How to complete this task = What do the lines from the top of the data through the line with "async fn do_work(&self, context: &RetryContext)" say? Quote them exactly and include both ends.

Collected data entries

┄┄┄┄┄┄┄┄┄┄

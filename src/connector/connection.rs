//! Connect / disconnect protocol for [`Connector`].

use std::sync::{Arc, Weak};
use std::sync::atomic::Ordering;

use async_trait::async_trait;
use log::{debug, error, info, warn};
use tokio::runtime::Handle;

use super::{Connector, ConnectorInner, LOG_TARGET};
use crate::context::ConnectionAction;
use crate::error::{Connectable, ConnectorError, ConnectorResult};
use crate::retry::{RetryCallback, RetryContext};

/// Connect attempt run under the connector's retry policy.
///
/// Only the connect is retried. A start pending on the connector runs
/// once it succeeds: on the caller after [`RetryPolicy::execute`] returns,
/// or at the end of the attempt when the policy runs in the background.
///
/// [`RetryPolicy::execute`]: crate::retry::RetryPolicy::execute
struct ConnectWork {
    connector: Weak<ConnectorInner>,
    description: String,
    in_background: bool,
}

impl ConnectWork {
    fn connector(&self) -> ConnectorResult<Connector> {
        Connector::from_weak(&self.connector).ok_or_else(|| {
            ConnectorError::lifecycle(&self.description, "connector dropped while connecting")
        })
    }
}

#[async_trait]
impl RetryCallback for ConnectWork {
    async fn do_work(&self, context: &RetryContext) -> ConnectorResult<()> {
        let connector = self.connector()?;
        let _connection = connector.inner.connection_lock.lock().await;

        if connector.inner.interrupt.is_cancelled() {
            return Err(ConnectorError::interrupted(format!(
                "connecting {}",
                self.description
            )));
        }
        if connector.is_connected() {
            connector.inner.connecting.store(false, Ordering::Release);
            return Ok(());
        }

        if connector.inner.config.validate_connections {
            let failed = context
                .last_failure()
                .and_then(|failure| failure.connect_failure())
                .cloned();
            if let Some(failed) = failed {
                connector.validate_connectable(&failed).await?;
            }
        }

        connector.connect_connector_and_receivers().await?;

        if self.in_background
            && !connector.inner.interrupt.is_cancelled()
            && let Err(e) = connector.start_if_pending().await
        {
            error!(
                target: LOG_TARGET,
                "Failed to start {} after connecting: {}",
                connector.name(),
                e
            );
        }
        Ok(())
    }

    fn work_description(&self) -> String {
        self.description.clone()
    }

    fn retries_exhausted(&self, context: &RetryContext) {
        let Ok(connector) = self.connector() else {
            return;
        };
        connector.inner.connecting.store(false, Ordering::Release);
        error!(
            target: LOG_TARGET,
            "Giving up connecting {} after {} attempt(s)",
            self.description,
            context.attempts()
        );
        connector.notify(ConnectionAction::ConnectFailed);
    }
}

impl Connector {
    /// Connect the transport and every registered receiver under the retry
    /// policy.
    ///
    /// Only one connect runs at a time. A call made while another is in
    /// flight returns immediately without waiting for it; callers that
    /// need the outcome observe [`is_connected`](Self::is_connected).
    pub async fn connect(&self) -> ConnectorResult<()> {
        if self.is_disposed() {
            return Err(ConnectorError::lifecycle(
                self.name(),
                "cannot connect a disposed connector",
            ));
        }
        if self.is_connected() {
            return Ok(());
        }
        if self
            .inner
            .connecting
            .compare_exchange(false, true, Ordering::AcqRel, Ordering::Acquire)
            .is_err()
        {
            debug!(target: LOG_TARGET, "Connect of {} already in progress", self.name());
            return Ok(());
        }

        let policy = self.retry_policy();
        let work = Arc::new(ConnectWork {
            connector: self.downgrade(),
            description: self.connection_description(),
            in_background: policy.is_asynchronous(),
        });

        match policy
            .execute(work, Some(&Handle::current()), &self.inner.interrupt)
            .await
        {
            Ok(context) => {
                if context.is_scheduled() {
                    info!(
                        target: LOG_TARGET,
                        "Connecting {} in the background",
                        self.connection_description()
                    );
                    return Ok(());
                }
                self.start_if_pending().await
            }
            Err(e) => {
                self.inner.connecting.store(false, Ordering::Release);
                Err(e)
            }
        }
    }

    /// One connect attempt: the transport, then every receiver. Called with
    /// the connection lock held.
    async fn connect_connector_and_receivers(&self) -> ConnectorResult<()> {
        if let Err(e) = self.inner.hooks.do_connect().await {
            return Err(ConnectorError::connect(
                Connectable::Connector(self.name().to_string()),
                format!("could not connect {}", self.connection_description()),
                Some(e),
            ));
        }

        let mut first_error = None;
        for receiver in self.receivers() {
            let result = async {
                receiver.connect().await?;
                if self.is_started() {
                    receiver.start().await?;
                }
                Ok::<(), ConnectorError>(())
            }
            .await;
            if let Err(e) = result {
                error!(
                    target: LOG_TARGET,
                    "Failed to connect receiver {}: {}",
                    receiver.resource_id(),
                    e
                );
                first_error.get_or_insert(e);
            }
        }
        if let Some(e) = first_error {
            return Err(e);
        }

        self.inner.connected.store(true, Ordering::Release);
        self.inner.connecting.store(false, Ordering::Release);
        info!(target: LOG_TARGET, "Connected: {}", self.connection_description());
        self.notify(ConnectionAction::Connected);
        Ok(())
    }

    /// Run the start a `start()` or `disconnect()` left pending, if any.
    async fn start_if_pending(&self) -> ConnectorResult<()> {
        let state = self.state();
        if self.inner.start_on_connect.load(Ordering::Acquire)
            && self.is_connected()
            && !state.is_started()
            && !state.is_starting()
        {
            self.start_after_connect().await?;
        }
        Ok(())
    }

    /// Wait for an in-flight connect attempt to finish, then hold off any
    /// later one while the connector is torn down.
    pub(crate) async fn lock_connection(&self) -> tokio::sync::MutexGuard<'_, ()> {
        self.inner.connection_lock.lock().await
    }

    /// Disconnect receivers and the transport, stopping first if started.
    ///
    /// A connector stopped here restarts on its next successful connect.
    /// The connected flag is cleared even when disconnecting fails.
    pub async fn disconnect(&self) -> ConnectorResult<()> {
        if !self.is_connected() && !self.is_started() {
            return Ok(());
        }

        let result = async {
            if self.is_started() {
                self.inner.start_on_connect.store(true, Ordering::Release);
                self.stop().await?;
            }

            for receiver in self.receivers() {
                if let Err(e) = receiver.disconnect().await {
                    warn!(
                        target: LOG_TARGET,
                        "Failed to disconnect receiver {}: {}",
                        receiver.resource_id(),
                        e
                    );
                }
            }

            self.inner.hooks.do_disconnect().await.map_err(|e| {
                ConnectorError::lifecycle_with_source(self.name(), "transport disconnect failed", e)
            })?;

            info!(target: LOG_TARGET, "Disconnected: {}", self.connection_description());
            self.notify(ConnectionAction::Disconnected);
            Ok::<(), ConnectorError>(())
        }
        .await;

        self.inner.connected.store(false, Ordering::Release);
        result
    }

    /// Ask the transport whether its connection is still usable.
    pub async fn validate_connection(&self) -> ConnectorResult<()> {
        self.inner.hooks.validate_connection().await.map_err(|e| {
            ConnectorError::connect(
                Connectable::Connector(self.name().to_string()),
                "connection validation failed",
                Some(e),
            )
        })
    }

    async fn validate_connectable(&self, failed: &Connectable) -> ConnectorResult<()> {
        match failed {
            Connectable::Connector(_) => self.validate_connection().await,
            Connectable::Receiver(key) => match self.lookup_receiver(key) {
                Some(receiver) => receiver.validate_connection().await,
                None => Ok(()),
            },
        }
    }
}
//! Bounded worker pool with a configurable exhaustion policy.

use std::collections::VecDeque;
use std::future::Future;
use std::pin::Pin;
use std::sync::{Arc, Mutex};

use log::{debug, warn};
use tokio::sync::Notify;
use tokio::task::JoinSet;
use tokio_util::sync::CancellationToken;

use super::{LOG_TARGET, ShutdownTimeout, drain_join_set};
use crate::config::{ThreadingProfile, WhenExhausted};
use crate::error::{ConnectorError, ConnectorResult, LockResultExt};

/// A unit of work accepted by a [`BoundedTaskPool`].
pub type Work = Pin<Box<dyn Future<Output = ()> + Send + 'static>>;

#[derive(Default)]
struct PoolState {
    queue: VecDeque<Work>,
    /// Live worker tasks
    workers: usize,
    /// Workers parked waiting for the queue
    idle: usize,
    disposed: bool,
}

struct PoolShared {
    name: String,
    profile: ThreadingProfile,
    state: Mutex<PoolState>,
    /// Signalled when work is queued
    work_available: Notify,
    /// Signalled when a queued item is taken
    space_available: Notify,
    closed: CancellationToken,
    tasks: Mutex<JoinSet<()>>,
}

enum Admission {
    Accepted,
    Exhausted(Work),
}

/// Named, sized pool of worker tasks dedicated to one connector role.
///
/// Workers are spawned lazily up to `max_threads_active`. A worker that has
/// been idle for `thread_ttl` exits as long as more than `max_threads_idle`
/// workers remain. When every worker is busy, work is queued up to
/// `max_buffer_size` (0 = unbounded); beyond that the profile's
/// [`WhenExhausted`] action decides.
///
/// Cloning yields another handle to the same pool.
#[derive(Clone)]
pub struct BoundedTaskPool {
    shared: Arc<PoolShared>,
}

impl std::fmt::Debug for BoundedTaskPool {
    fn fmt(&self, f: &mut std::fmt::Formatter<'_>) -> std::fmt::Result {
        f.debug_struct("BoundedTaskPool")
            .field("name", &self.shared.name)
            .field("max_threads_active", &self.shared.profile.max_threads_active)
            .finish()
    }
}

/// Keeps the worker count correct however the worker task ends.
struct WorkerGuard {
    shared: Arc<PoolShared>,
}

impl Drop for WorkerGuard {
    fn drop(&mut self) {
        let mut state = self
            .shared
            .state
            .lock()
            .recover_poison("BoundedTaskPool worker exit");
        state.workers = state.workers.saturating_sub(1);
    }
}

impl BoundedTaskPool {
    pub fn new(name: impl Into<String>, profile: ThreadingProfile) -> Self {
        Self {
            shared: Arc::new(PoolShared {
                name: name.into(),
                profile,
                state: Mutex::new(PoolState::default()),
                work_available: Notify::new(),
                space_available: Notify::new(),
                closed: CancellationToken::new(),
                tasks: Mutex::new(JoinSet::new()),
            }),
        }
    }

    pub fn name(&self) -> &str {
        &self.shared.name
    }

    pub fn profile(&self) -> &ThreadingProfile {
        &self.shared.profile
    }

    /// Maximum number of concurrently running work items.
    pub fn max_threads_active(&self) -> usize {
        self.shared.profile.max_threads_active
    }

    /// Number of live worker tasks.
    pub fn worker_count(&self) -> usize {
        self.lock_state("BoundedTaskPool::worker_count()").workers
    }

    /// Number of queued work items not yet picked up.
    pub fn queued(&self) -> usize {
        self.lock_state("BoundedTaskPool::queued()").queue.len()
    }

    pub fn is_disposed(&self) -> bool {
        self.lock_state("BoundedTaskPool::is_disposed()").disposed
    }

    fn lock_state(&self, context: &str) -> std::sync::MutexGuard<'_, PoolState> {
        self.shared.state.lock().recover_poison(context)
    }

    /// Submit `work` to the pool.
    ///
    /// Returns once the work has been accepted (or, under the `Run` policy,
    /// once the caller has finished running it). Fails with
    /// [`ConnectorError::WorkRejected`] when the pool is disposed, under the
    /// `Abort` policy, or when a `Wait` submission times out.
    pub async fn execute<F>(&self, work: F) -> ConnectorResult<()>
    where
        F: Future<Output = ()> + Send + 'static,
    {
        let mut work: Work = Box::pin(work);
        let deadline = tokio::time::Instant::now() + self.shared.profile.thread_wait_timeout();

        loop {
            let space = self.shared.space_available.notified();

            work = match self.admit(work)? {
                Admission::Accepted => return Ok(()),
                Admission::Exhausted(work) => work,
            };

            match self.shared.profile.pool_exhausted_action {
                WhenExhausted::Wait => {
                    if tokio::time::timeout_at(deadline, space).await.is_err() {
                        return Err(self.rejected(format!(
                            "no capacity within {:?}",
                            self.shared.profile.thread_wait_timeout()
                        )));
                    }
                }
                WhenExhausted::Discard => {
                    debug!(
                        target: LOG_TARGET,
                        "Pool {} exhausted, discarding work",
                        self.shared.name
                    );
                    return Ok(());
                }
                WhenExhausted::DiscardOldest => {
                    let mut state = self.lock_state("BoundedTaskPool::execute()");
                    if state.disposed {
                        return Err(self.rejected("pool is disposed"));
                    }
                    if state.queue.pop_front().is_some() {
                        debug!(
                            target: LOG_TARGET,
                            "Pool {} exhausted, discarded oldest queued work",
                            self.shared.name
                        );
                    }
                    state.queue.push_back(work);
                    drop(state);
                    self.shared.work_available.notify_one();
                    return Ok(());
                }
                WhenExhausted::Abort => {
                    return Err(self.rejected("all workers busy and queue full"));
                }
                WhenExhausted::Run => {
                    work.await;
                    return Ok(());
                }
            }
        }
    }

    fn rejected(&self, message: impl Into<String>) -> ConnectorError {
        ConnectorError::WorkRejected {
            pool: self.shared.name.clone(),
            message: message.into(),
        }
    }

    fn admit(&self, work: Work) -> ConnectorResult<Admission> {
        let mut state = self.lock_state("BoundedTaskPool::admit()");
        if state.disposed {
            return Err(self.rejected("pool is disposed"));
        }

        let profile = &self.shared.profile;
        let idle_worker_free = state.queue.len() < state.idle;
        let can_grow = state.workers < profile.max_threads_active;
        let buffer_has_room =
            profile.max_buffer_size == 0 || state.queue.len() < profile.max_buffer_size;

        if !idle_worker_free && !can_grow && !buffer_has_room {
            return Ok(Admission::Exhausted(work));
        }

        state.queue.push_back(work);
        if !idle_worker_free && can_grow {
            state.workers += 1;
            drop(state);
            self.spawn_worker();
        } else {
            drop(state);
        }
        self.shared.work_available.notify_one();
        Ok(Admission::Accepted)
    }

    fn spawn_worker(&self) {
        let shared = Arc::clone(&self.shared);
        let mut tasks = self
            .shared
            .tasks
            .lock()
            .recover_poison("BoundedTaskPool::spawn_worker()");

        // Reap workers that already exited
        while let Some(result) = tasks.try_join_next() {
            if let Err(e) = result
                && e.is_panic()
            {
                warn!(
                    target: LOG_TARGET,
                    "Work on pool {} panicked: {}",
                    self.shared.name,
                    e
                );
            }
        }

        tasks.spawn(worker_loop(shared));
    }

    /// Dispose the pool.
    ///
    /// New work is rejected at once. Queued and running work gets `timeout`
    /// to finish; anything still outstanding after that is cancelled and the
    /// count is logged.
    pub async fn dispose(&self, timeout: ShutdownTimeout) {
        {
            let mut state = self.lock_state("BoundedTaskPool::dispose()");
            if state.disposed {
                return;
            }
            state.disposed = true;
        }
        self.shared.closed.cancel();
        self.shared.work_available.notify_waiters();
        self.shared.space_available.notify_waiters();

        let mut tasks = std::mem::take(
            &mut *self
                .shared
                .tasks
                .lock()
                .recover_poison("BoundedTaskPool::dispose()"),
        );

        let graceful = tokio::time::timeout(
            timeout.as_duration(),
            drain_join_set(&mut tasks, "Pool worker"),
        )
        .await;

        if graceful.is_err() {
            let dropped = {
                let mut state = self.lock_state("BoundedTaskPool::dispose()");
                let dropped = state.queue.len();
                state.queue.clear();
                dropped
            };
            warn!(
                target: LOG_TARGET,
                "Pool {} did not drain within {:?}; cancelling {} running and {} queued work items",
                self.shared.name,
                timeout.as_duration(),
                tasks.len(),
                dropped
            );
            tasks.abort_all();
            drain_join_set(&mut tasks, "Pool worker").await;
        } else {
            debug!(target: LOG_TARGET, "Pool {} disposed", self.shared.name);
        }
    }
}

async fn worker_loop(shared: Arc<PoolShared>) {
    let _guard = WorkerGuard {
        shared: Arc::clone(&shared),
    };

    loop {
        let Some(work) = next_work(&shared).await else {
            return;
        };
        work.await;
    }
}

/// Wait for the next queued item, or `None` when this worker should exit.
async fn next_work(shared: &PoolShared) -> Option<Work> {
    loop {
        let notified = shared.work_available.notified();
        tokio::pin!(notified);
        notified.as_mut().enable();

        {
            let mut state = shared.state.lock().recover_poison("BoundedTaskPool worker");
            if let Some(work) = state.queue.pop_front() {
                drop(state);
                shared.space_available.notify_one();
                return Some(work);
            }
            if state.disposed {
                return None;
            }
            state.idle += 1;
        }

        let woken = tokio::select! {
            _ = &mut notified => true,
            _ = shared.closed.cancelled() => true,
            _ = tokio::time::sleep(shared.profile.thread_ttl()) => false,
        };

        let mut state = shared.state.lock().recover_poison("BoundedTaskPool worker");
        state.idle = state.idle.saturating_sub(1);
        if !woken && state.queue.is_empty() && state.workers > shared.profile.max_threads_idle {
            // Count is decremented by WorkerGuard
            return None;
        }
    }
}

┄┄┄┄┄┄┄┄┄┄

Exercise result =
filename src/connector/connection.rs
//! Connect / disconnect protocol for [`Connector`].

use std::sync::{Arc, Weak};
use std::sync::atomic::Ordering;

use async_trait::async_trait;
use log::{debug, error, info, warn};
use tokio::runtime::Handle;

use super::{Connector, ConnectorInner, LOG_TARGET};
use crate::context::ConnectionAction;
use crate::error::{Connectable, ConnectorError, ConnectorResult};
use crate::retry::{RetryCallback, RetryContext};

/// Connect attempt run under the connector's retry policy.
///
/// Only the connect is retried. A start pending on the connector runs
/// once it succeeds: on the caller after [`RetryPolicy::execute`] returns,
/// or at the end of the attempt when the policy runs in the background.
///
/// [`RetryPolicy::execute`]: crate::retry::RetryPolicy::execute
struct ConnectWork {
    connector: Weak<ConnectorInner>,
    description: String,
    in_background: bool,
}

impl ConnectWork {
    fn connector(&self) -> ConnectorResult<Connector> {
        Connector::from_weak(&self.connector).ok_or_else(|| {
            ConnectorError::lifecycle(&self.description, "connector dropped while connecting")
        })
    }
}

#[async_trait]
impl RetryCallback for ConnectWork {
    async fn do_work(&self, context: &RetryContext) -> ConnectorResult<()> {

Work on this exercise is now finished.